"Speak for yourself, Karny," you're probably thinking. But it's not for myself that I bring up Topic A here. It's a matter that affects us all, as J. Budziszewski makes clear in an excellent article, "Designed for Sex," for Touchstone magazine. What I like most about Budziszewski's article is the sympathy he shows for those caught up in the mayhem released by the Sexual Revolution of the past half-century—which includes, after all, practically any American who has not been living in a cave. Budziszewski writes:
Midnight. Shelly is getting herself drunk so that she can bring herself to go home with the strange man seated next to her at the bar. One o’clock. Steven is busy downloading pornographic images of children from Internet bulletin boards. Two o’clock. Marjorie, who used to spend every Friday night in bed with a different man, has been binging and purging since eleven. Three o’clock. Pablo stares through the darkness at the ceiling, wondering how to convince his girlfriend to have an abortion. Four o’clock. After partying all night, Jesse takes another man home, not mentioning that he tests positive for an incurable STD. Five o’clock. Lisa is in the bathroom, cutting herself delicately with a razor. This isn’t what my generation expected when it invented the sexual revolution. The game isn’t fun anymore. Even some of the diehard proponents of that enslaving liberation have begun to show signs of fatigue and confusion.

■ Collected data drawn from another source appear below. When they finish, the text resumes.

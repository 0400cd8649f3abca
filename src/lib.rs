//! Memecoin trade engine library
//!
//! Filters token candidates, gates buys by trading window and daily budget,
//! races relay venues to land intents and drives staged or TP/SL exits.

pub mod cli;
pub mod config;
pub mod engine;
pub mod error;
pub mod filter;
pub mod mirror;
pub mod notify;
pub mod position;
pub mod session;
pub mod stream;
pub mod trading;

// Re-export commonly used types
pub use config::Config;
pub use engine::{Engine, EngineSummary};
pub use error::{Error, Result};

Budziszewski uses the subject as an apt occasion to discuss natural law theory, and even draws a bit on human biology, though much less than he should. It would be interesting to see a theist use the insights of sociobiology (which require, after all, only a consideration of microevolution, variations within a species over time, which no one doubts) to bolster an argument from natural law. For example, when Budziszewski correctly notes, "the longing for unitive intimacy is at the center of our design," it would greatly aid his argument if he were to use some of the copious scientific evidence regarding human behavior that seems to be wired into our very nature.
His concerns are more on the philosophical level, however, and within those limitations I think he does a fine job. I think that Budziszewski's emphasis on tying sex to procreation is too strong, but at least he does consider its value in strengthening "unitive intimacy." As noted earlier, Budziszewski is not a scold who wishes to upbraid people whom he imagines are having too much fun. On the contrary, he laments that the Sexual Revolution has largely taken the fun out of sex, and he writes with great compassion for the victims of that great disturbance. It is an article well worth reading.